The data
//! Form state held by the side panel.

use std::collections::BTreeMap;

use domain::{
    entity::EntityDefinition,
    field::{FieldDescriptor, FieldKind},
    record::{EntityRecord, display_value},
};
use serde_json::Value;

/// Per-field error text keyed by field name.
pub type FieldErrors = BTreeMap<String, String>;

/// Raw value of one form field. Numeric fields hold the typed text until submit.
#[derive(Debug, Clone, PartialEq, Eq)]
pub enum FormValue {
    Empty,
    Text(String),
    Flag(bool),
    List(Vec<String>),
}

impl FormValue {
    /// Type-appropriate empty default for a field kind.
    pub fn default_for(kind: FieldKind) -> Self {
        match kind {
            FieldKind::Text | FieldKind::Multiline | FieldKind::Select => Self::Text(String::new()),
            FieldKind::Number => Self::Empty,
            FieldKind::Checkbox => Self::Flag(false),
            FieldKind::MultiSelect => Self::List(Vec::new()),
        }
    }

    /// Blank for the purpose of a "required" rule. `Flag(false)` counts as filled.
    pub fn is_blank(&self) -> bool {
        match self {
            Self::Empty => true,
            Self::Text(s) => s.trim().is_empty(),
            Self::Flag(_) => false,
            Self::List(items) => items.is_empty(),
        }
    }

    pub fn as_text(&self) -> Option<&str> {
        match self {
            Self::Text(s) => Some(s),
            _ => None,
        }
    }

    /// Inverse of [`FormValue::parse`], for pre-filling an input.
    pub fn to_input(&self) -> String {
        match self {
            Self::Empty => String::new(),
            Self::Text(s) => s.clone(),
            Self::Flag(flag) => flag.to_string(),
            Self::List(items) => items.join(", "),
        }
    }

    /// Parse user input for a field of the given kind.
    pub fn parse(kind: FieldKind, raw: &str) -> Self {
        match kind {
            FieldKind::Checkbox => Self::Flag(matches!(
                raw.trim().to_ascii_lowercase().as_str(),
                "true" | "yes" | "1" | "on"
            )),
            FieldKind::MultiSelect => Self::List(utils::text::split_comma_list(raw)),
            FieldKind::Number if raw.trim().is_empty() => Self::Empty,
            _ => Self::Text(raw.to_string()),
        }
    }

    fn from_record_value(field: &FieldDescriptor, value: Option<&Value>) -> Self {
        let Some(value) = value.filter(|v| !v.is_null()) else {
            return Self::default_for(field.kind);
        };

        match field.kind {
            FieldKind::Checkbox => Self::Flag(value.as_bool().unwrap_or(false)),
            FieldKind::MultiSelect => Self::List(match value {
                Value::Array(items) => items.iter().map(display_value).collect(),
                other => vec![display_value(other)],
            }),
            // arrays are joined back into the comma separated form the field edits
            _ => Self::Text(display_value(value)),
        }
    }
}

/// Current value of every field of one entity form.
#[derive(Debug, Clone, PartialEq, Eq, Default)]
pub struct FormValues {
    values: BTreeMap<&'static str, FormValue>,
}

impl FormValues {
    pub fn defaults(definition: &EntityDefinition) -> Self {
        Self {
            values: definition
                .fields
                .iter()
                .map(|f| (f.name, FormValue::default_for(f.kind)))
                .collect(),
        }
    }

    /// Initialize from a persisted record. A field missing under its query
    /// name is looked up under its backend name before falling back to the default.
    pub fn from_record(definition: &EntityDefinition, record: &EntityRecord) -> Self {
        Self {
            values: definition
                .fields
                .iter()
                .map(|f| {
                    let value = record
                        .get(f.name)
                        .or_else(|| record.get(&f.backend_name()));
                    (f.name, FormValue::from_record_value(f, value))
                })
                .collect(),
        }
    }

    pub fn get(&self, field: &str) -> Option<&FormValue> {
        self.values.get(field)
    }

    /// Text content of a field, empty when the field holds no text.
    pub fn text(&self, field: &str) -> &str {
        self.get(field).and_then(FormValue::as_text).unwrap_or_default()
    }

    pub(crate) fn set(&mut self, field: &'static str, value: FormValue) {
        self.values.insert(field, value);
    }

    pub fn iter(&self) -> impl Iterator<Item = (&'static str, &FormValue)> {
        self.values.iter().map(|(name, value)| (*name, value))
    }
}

Problem description
Restate the whole of the data exactly.

Answer below
//! Form state held by the side panel.

use std::collections::BTreeMap;

use domain::{
    entity::EntityDefinition,
    field::{FieldDescriptor, FieldKind},
    record::{EntityRecord, display_value},
};
use serde_json::Value;

/// Per-field error text keyed by field name.
pub type FieldErrors = BTreeMap<String, String>;

/// Raw value of one form field. Numeric fields hold the typed text until submit.
#[derive(Debug, Clone, PartialEq, Eq)]
pub enum FormValue {
    Empty,
    Text(String),
    Flag(bool),
    List(Vec<String>),
}

impl FormValue {
    /// Type-appropriate empty default for a field kind.
    pub fn default_for(kind: FieldKind) -> Self {
        match kind {
            FieldKind::Text | FieldKind::Multiline | FieldKind::Select => Self::Text(String::new()),
            FieldKind::Number => Self::Empty,
            FieldKind::Checkbox => Self::Flag(false),
            FieldKind::MultiSelect => Self::List(Vec::new()),
        }
    }

    /// Blank for the purpose of a "required" rule. `Flag(false)` counts as filled.
    pub fn is_blank(&self) -> bool {
        match self {
            Self::Empty => true,
            Self::Text(s) => s.trim().is_empty(),
            Self::Flag(_) => false,
            Self::List(items) => items.is_empty(),
        }
    }

    pub fn as_text(&self) -> Option<&str> {
        match self {
            Self::Text(s) => Some(s),
            _ => None,
        }
    }

    /// Inverse of [`FormValue::parse`], for pre-filling an input.
    pub fn to_input(&self) -> String {
        match self {
            Self::Empty => String::new(),
            Self::Text(s) => s.clone(),
            Self::Flag(flag) => flag.to_string(),
            Self::List(items) => items.join(", "),
        }
    }

    /// Parse user input for a field of the given kind.
    pub fn parse(kind: FieldKind, raw: &str) -> Self {
        match kind {
            FieldKind::Checkbox => Self::Flag(matches!(
                raw.trim().to_ascii_lowercase().as_str(),
                "true" | "yes" | "1" | "on"
            )),
            FieldKind::MultiSelect => Self::List(utils::text::split_comma_list(raw)),
            FieldKind::Number if raw.trim().is_empty() => Self::Empty,
            _ => Self::Text(raw.to_string()),
        }
    }

    fn from_record_value(field: &FieldDescriptor, value: Option<&Value>) -> Self {
        let Some(value) = value.filter(|v| !v.is_null()) else {
            return Self::default_for(field.kind);
        };

        match field.kind {
            FieldKind::Checkbox => Self::Flag(value.as_bool().unwrap_or(false)),
            FieldKind::MultiSelect => Self::List(match value {
                Value::Array(items) => items.iter().map(display_value).collect(),
                other => vec![display_value(other)],
            }),
            // arrays are joined back into the comma separated form the field edits
            _ => Self::Text(display_value(value)),
        }
    }
}

/// Current value of every field of one entity form.
#[derive(Debug, Clone, PartialEq, Eq, Default)]
pub struct FormValues {
    values: BTreeMap<&'static str, FormValue>,
}

impl FormValues {
    pub fn defaults(definition: &EntityDefinition) -> Self {
        Self {
            values: definition
                .fields
                .iter()
                .map(|f| (f.name, FormValue::default_for(f.kind)))
                .collect(),
        }
    }

    /// Initialize from a persisted record. A field missing under its query
    /// name is looked up under its backend name before falling back to the default.
    pub fn from_record(definition: &EntityDefinition, record: &EntityRecord) -> Self {
        Self {
            values: definition
                .fields
                .iter()
                .map(|f| {
                    let value = record
                        .get(f.name)
                        .or_else(|| record.get(&f.backend_name()));
                    (f.name, FormValue::from_record_value(f, value))
                })
                .collect(),
        }
    }

    pub fn get(&self, field: &str) -> Option<&FormValue> {
        self.values.get(field)
    }

    /// Text content of a field, empty when the field holds no text.
    pub fn text(&self, field: &str) -> &str {
        self.get(field).and_then(FormValue::as_text).unwrap_or_default()
    }

    pub(crate) fn set(&mut self, field: &'static str, value: FormValue) {
        self.values.insert(field, value);
    }

    pub fn iter(&self) -> impl Iterator<Item = (&'static str, &FormValue)> {
        self.values.iter().map(|(name, value)| (*name, value))
    }
}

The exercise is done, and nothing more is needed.